Opening a home bakery is much easier than opening a bakery at a retail location. You will save thousands of dollars on an expensive commercial location, and you’ll need fewer items to start up your business. Home bakeries are actually an ideal way to test the water before you jump into a full-scale bakery operation.
The first thing to do is determine where you would sell, and what you would sell. If there is a farmer’s market near you, that’s a good place to start. Small coffee shops and restaurants are also great places to ask. Bring a hearty portion of samples of your best baked goods and give them away for free in exchange for a chance to talk to the owner and see if they would consider selling your wares. They will probably ask you if you have a business license and a health permit — say you don’t yet, but that you are confirming that there is enough of a market to make it worth getting the license and permit. This is true because that’s the next thing to do.
Getting a business license will require a trip to your town hall. First, you should pick a name for your business and get an Employer ID Number, which you can do online in about ten minutes. To pick a name, make sure no one in your state is using the name you want, and that no one in the US is using the name you want and has a trademark on it. After you’ve gotten your business license, go get a business checking accountclick here to investigate.
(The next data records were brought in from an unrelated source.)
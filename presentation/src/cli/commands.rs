//! CLI command definitions

use clap::{Parser, ValueEnum};
use council_domain::{ConsensusRule, DEFAULT_MIN_AGREEMENT_RATIO, OutputFormat};
use std::path::PathBuf;

/// Output format for debate results
#[derive(Debug, Clone, Copy, PartialEq, Eq, ValueEnum)]
pub enum OutputArg {
    /// Every round followed by the final answer
    Full,
    /// Only the final answer
    Final,
    /// The session as JSON
    Json,
}

impl From<OutputArg> for OutputFormat {
    fn from(arg: OutputArg) -> Self {
        match arg {
            OutputArg::Full => OutputFormat::Full,
            OutputArg::Final => OutputFormat::Final,
            OutputArg::Json => OutputFormat::Json,
        }
    }
}

/// Consensus rule selectable from the command line
#[derive(Debug, Clone, Copy, PartialEq, Eq, ValueEnum)]
pub enum RuleArg {
    /// Every pair of responses must agree
    Pairwise,
    /// A large enough group of responses must agree
    Majority,
}

impl RuleArg {
    pub fn to_rule(self, min_agreement_ratio: Option<f64>) -> ConsensusRule {
        match self {
            RuleArg::Pairwise => ConsensusRule::Pairwise,
            RuleArg::Majority => ConsensusRule::Majority {
                min_agreement_ratio: min_agreement_ratio.unwrap_or(DEFAULT_MIN_AGREEMENT_RATIO),
            },
        }
    }
}

/// CLI arguments for debate-council
#[derive(Parser, Debug)]
#[command(name = "debate-council")]
#[command(author, version, about = "Debate Council - Several LLMs argue a question until they converge")]
#[command(long_about = r#"
Debate Council puts one question to several LLM backends and lets them argue.

Each round every backend answers in parallel. From round 2 on, every backend
sees all answers of the previous round and refines its own. The debate stops
when the answers converge or the round limit is reached; a final answer is
then synthesized from the whole history.

Configuration files are loaded from (in priority order):
1. COUNCIL_* environment variables (e.g. COUNCIL_DEBATE__MAX_ROUNDS=5)
2. --config <path>     Explicit config file
3. ./council.toml      Project-level config
4. ~/.config/debate-council/config.toml   Global config

Example:
  debate-council "What is 2+2?"
  debate-council -r 5 -t 0.9 -o full "Is P equal to NP?"
  debate-council --ollama-only --rule majority "Tabs or spaces?"
  debate-council --recommend "How do I optimize this SQL query?"
"#)]
pub struct Cli {
    /// The question to debate
    pub question: Option<String>,

    /// Maximum number of rounds
    #[arg(short, long, value_name = "N")]
    pub rounds: Option<u32>,

    /// Similarity (0.0 - 1.0) that counts as agreement
    #[arg(short, long, value_name = "SCORE")]
    pub threshold: Option<f64>,

    /// Consensus rule
    #[arg(long, value_enum)]
    pub rule: Option<RuleArg>,

    /// Share of responses that must agree under the majority rule
    #[arg(long, value_name = "RATIO")]
    pub min_agreement: Option<f64>,

    /// Per-backend call timeout in seconds
    #[arg(long, value_name = "SECS")]
    pub timeout: Option<u64>,

    /// Backends to include, by name (can be specified multiple times)
    #[arg(short, long, value_name = "NAME")]
    pub backend: Vec<String>,

    /// Only use local Ollama backends
    #[arg(long)]
    pub ollama_only: bool,

    /// Output format
    #[arg(short, long, value_enum)]
    pub output: Option<OutputArg>,

    /// Verbosity level (-v = info, -vv = debug, -vvv = trace)
    #[arg(short, long, action = clap::ArgAction::Count)]
    pub verbose: u8,

    /// Suppress progress indicators
    #[arg(short, long)]
    pub quiet: bool,

    /// Disable colored output
    #[arg(long)]
    pub no_color: bool,

    /// Path to configuration file
    #[arg(long, value_name = "PATH")]
    pub config: Option<PathBuf>,

    /// Disable loading of configuration files
    #[arg(long)]
    pub no_config: bool,

    /// Show configuration file locations and exit
    #[arg(long)]
    pub show_config: bool,

    /// List configured backends and exit
    #[arg(long)]
    pub list_backends: bool,

    /// List models installed in the local Ollama daemon and exit
    #[arg(long)]
    pub list_local_models: bool,

    /// Recommend local models for the question and exit
    #[arg(long)]
    pub recommend: bool,

    /// Append a JSONL transcript of the debate to this file
    #[arg(long, value_name = "PATH")]
    pub transcript: Option<PathBuf>,
}

impl Cli {
    /// Whether the invocation runs a debate (as opposed to an info command)
    pub fn runs_debate(&self) -> bool {
        !(self.show_config || self.list_backends || self.list_local_models || self.recommend)
    }
}
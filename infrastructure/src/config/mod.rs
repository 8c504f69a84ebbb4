//! Configuration file loading for debate-council
//!
//! This module handles file I/O and merging of configuration from multiple sources.
//! The priority order (highest to lowest):
//!
//! 1. `COUNCIL_*` environment variables (and `OLLAMA_ONLY`)
//! 2. `--config <path>` specified file
//! 3. Project root: `./council.toml` or `./.council.toml`
//! 4. XDG config: `$XDG_CONFIG_HOME/debate-council/config.toml`
//! 5. Default values

mod file_config;
mod loader;

pub use file_config::{
    FileBackendConfig, FileConfig, FileDebateConfig, FileLoggingConfig, FileOllamaConfig,
    FileOutputConfig, FileOutputFormat, FileProvidersConfig, FileRemoteProviderConfig,
};
pub use loader::{ConfigError, ConfigLoader};
//! JSONL file writer for debate transcripts.
//!
//! Each [`TranscriptEvent`] becomes one JSON line carrying its `type`, an
//! RFC 3339 `timestamp` and the event payload. Files are opened in append
//! mode so consecutive sessions accumulate in one transcript.

use council_application::{TranscriptEvent, TranscriptLogger};
use serde_json::Value;
use std::fs::{File, OpenOptions};
use std::io::{self, BufWriter, Write};
use std::path::{Path, PathBuf};
use std::sync::Mutex;
use tracing::warn;

/// Transcript logger that writes one JSON object per line.
///
/// Thread-safe via `Mutex<BufWriter<File>>`. Flushes after every event and
/// on `Drop`.
pub struct JsonlTranscriptLogger {
    writer: Mutex<BufWriter<File>>,
    path: PathBuf,
}

impl JsonlTranscriptLogger {
    /// Open `path` for appending, creating it and its parent directories.
    pub fn open(path: impl AsRef<Path>) -> io::Result<Self> {
        let path = path.as_ref();

        if let Some(parent) = path.parent()
            && !parent.as_os_str().is_empty()
        {
            std::fs::create_dir_all(parent)?;
        }

        let file = OpenOptions::new().create(true).append(true).open(path)?;

        Ok(Self {
            writer: Mutex::new(BufWriter::new(file)),
            path: path.to_path_buf(),
        })
    }

    /// Get the path to the transcript file.
    pub fn path(&self) -> &Path {
        &self.path
    }

    fn record(event: TranscriptEvent) -> Value {
        let timestamp = chrono::Utc::now().to_rfc3339_opts(chrono::SecondsFormat::Millis, true);

        match event.payload {
            Value::Object(mut map) => {
                map.insert("type".to_string(), Value::String(event.event_type.to_string()));
                map.insert("timestamp".to_string(), Value::String(timestamp));
                Value::Object(map)
            }
            other => serde_json::json!({
                "type": event.event_type,
                "timestamp": timestamp,
                "data": other,
            }),
        }
    }
}

impl TranscriptLogger for JsonlTranscriptLogger {
    fn log(&self, event: TranscriptEvent) {
        let record = Self::record(event);
        let Ok(line) = serde_json::to_string(&record) else {
            return;
        };

        let Ok(mut writer) = self.writer.lock() else {
            return;
        };
        if let Err(e) = writeln!(writer, "{}", line).and_then(|_| writer.flush()) {
            warn!("Could not write transcript {}: {}", self.path.display(), e);
        }
    }
}

impl Drop for JsonlTranscriptLogger {
    fn drop(&mut self) {
        if let Ok(mut writer) = self.writer.lock() {
            let _ = writer.flush();
        }
    }
}

#[cfg(test)]
mod tests {
    use super::*;

    fn read_lines(path: &Path) -> Vec<Value> {
        std::fs::read_to_string(path)
            .unwrap()
            .lines()
            .map(|l| serde_json::from_str(l).unwrap())
            .collect()
    }

    #[test]
    fn test_writes_one_object_per_event() {
        let dir = tempfile::tempdir().unwrap();
        let path = dir.path().join("logs").join("debate.jsonl");
        let logger = JsonlTranscriptLogger::open(&path).unwrap();

        logger.log(TranscriptEvent::new(
            "session_started",
            serde_json::json!({"question": "What is 2+2?", "backends": ["A", "B"]}),
        ));
        logger.log(TranscriptEvent::new(
            "round_completed",
            serde_json::json!({"round": 1, "consensus": true}),
        ));
        drop(logger);

        let lines = read_lines(&path);
        assert_eq!(lines.len(), 2);
        assert_eq!(lines[0]["type"], "session_started");
        assert_eq!(lines[0]["question"], "What is 2+2?");
        assert_eq!(lines[1]["type"], "round_completed");
        assert_eq!(lines[1]["round"], 1);

        for line in &lines {
            let ts = line["timestamp"].as_str().unwrap();
            assert!(chrono::DateTime::parse_from_rfc3339(ts).is_ok());
        }
    }

    #[test]
    fn test_non_object_payload_goes_under_data() {
        let dir = tempfile::tempdir().unwrap();
        let path = dir.path().join("t.jsonl");
        let logger = JsonlTranscriptLogger::open(&path).unwrap();

        logger.log(TranscriptEvent::new(
            "synthesis_completed",
            serde_json::json!("final text"),
        ));
        drop(logger);

        let lines = read_lines(&path);
        assert_eq!(lines[0]["type"], "synthesis_completed");
        assert_eq!(lines[0]["data"], "final text");
    }

    #[test]
    fn test_sessions_append() {
        let dir = tempfile::tempdir().unwrap();
        let path = dir.path().join("t.jsonl");

        for _ in 0..2 {
            let logger = JsonlTranscriptLogger::open(&path).unwrap();
            logger.log(TranscriptEvent::new("session_started", serde_json::json!({})));
        }

        assert_eq!(read_lines(&path).len(), 2);
    }

    #[test]
    fn test_open_fails_when_parent_is_a_file() {
        let dir = tempfile::tempdir().unwrap();
        let blocker = dir.path().join("file");
        std::fs::write(&blocker, "x").unwrap();

        assert!(JsonlTranscriptLogger::open(blocker.join("t.jsonl")).is_err());
    }
}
Getting a health permit is a bigger task. You may be able to get around it depending on where you live, but really the proper way to start your home bakery is to be fully legit according to local law. Doing anything less could create serious, expensive problems later on. So find out what it will take to get your health permit and then go do it.
Now that you’re legal, you can go back to the coffee shop and restaurant owners and get real commitments from them. After that, you need to make your family kitchen into a little bakery. Most people end up separating what they use for their bakery from what they use for their own cooking. So if you have a closet that can be used for your bakery inventory — dry goods, packing materials, order forms and your accounting books — get that set up so you are ready to start fulfilling orders.
The next step is to balance out the life of your bakery within the life of your home. This is a fine art — what are you going to do if you have dozens of Thanksgiving orders to fill, and you are still having twelve people over for a family Thanksgiving? Some things will have to give. Many home bakers designate a few nights a week of eating out, just so they can have their kitchen to themselves. And almost anyone, after they’ve had a few successful years, ultimately moves their bakery out of their kitchen.